→ Problem requirements: Take the entries that follow and return exactly the lines from the one holding "repository 1b26432a20d63633" through the one holding "removed by compaction.", both included. Nothing else is needed.

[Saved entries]
-.-.-

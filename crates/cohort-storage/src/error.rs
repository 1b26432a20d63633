//! Storage errors.

use cohort_common::LogIndex;
use thiserror::Error;

/// Result type for storage operations.
pub type StorageResult<T> = std::result::Result<T, StorageError>;

/// Errors raised by the log, snapshot store, and meta store.
#[derive(Debug, Error)]
pub enum StorageError {
    /// An underlying I/O failure.
    #[error("io error: {0}")]
    Io(#[from] std::io::Error),

    /// A file's contents did not match the expected layout.
    #[error("corrupted storage: {0}")]
    Corrupted(String),

    /// The requested range was removed by compaction.
    #[error("log compacted below index {first_index}")]
    Compacted {
        /// The first index still present in the log.
        first_index: LogIndex,
    },

    /// A truncation would have removed committed entries.
    #[error("cannot truncate to {index}: commit index is {commit_index}")]
    TruncateCommitted {
        /// The requested truncation index.
        index: LogIndex,
        /// The current commit index.
        commit_index: LogIndex,
    },

    /// An append targeted an index the log cannot accept.
    #[error("index {index} out of sequence: expected {expected}")]
    OutOfSequence {
        /// The offered index.
        index: LogIndex,
        /// The index the log expected.
        expected: LogIndex,
    },

    /// An offset or position exceeded the index's addressable bounds.
    #[error("offset index bound exceeded: {0}")]
    IndexBounds(String),

    /// A value could not be encoded or decoded.
    #[error("codec error: {0}")]
    Codec(String),
}

impl From<bincode::Error> for StorageError {
    fn from(err: bincode::Error) -> Self {
        StorageError::Codec(err.to_string())
    }
}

-.-.-

→ Response to this exercise:
repository 1b26432a20d63633
//! Storage errors.

use cohort_common::LogIndex;
use thiserror::Error;

/// Result type for storage operations.
pub type StorageResult<T> = std::result::Result<T, StorageError>;

/// Errors raised by the log, snapshot store, and meta store.
#[derive(Debug, Error)]
pub enum StorageError {
    /// An underlying I/O failure.
    #[error("io error: {0}")]
    Io(#[from] std::io::Error),

    /// A file's contents did not match the expected layout.
    #[error("corrupted storage: {0}")]
    Corrupted(String),

    /// The requested range was removed by compaction.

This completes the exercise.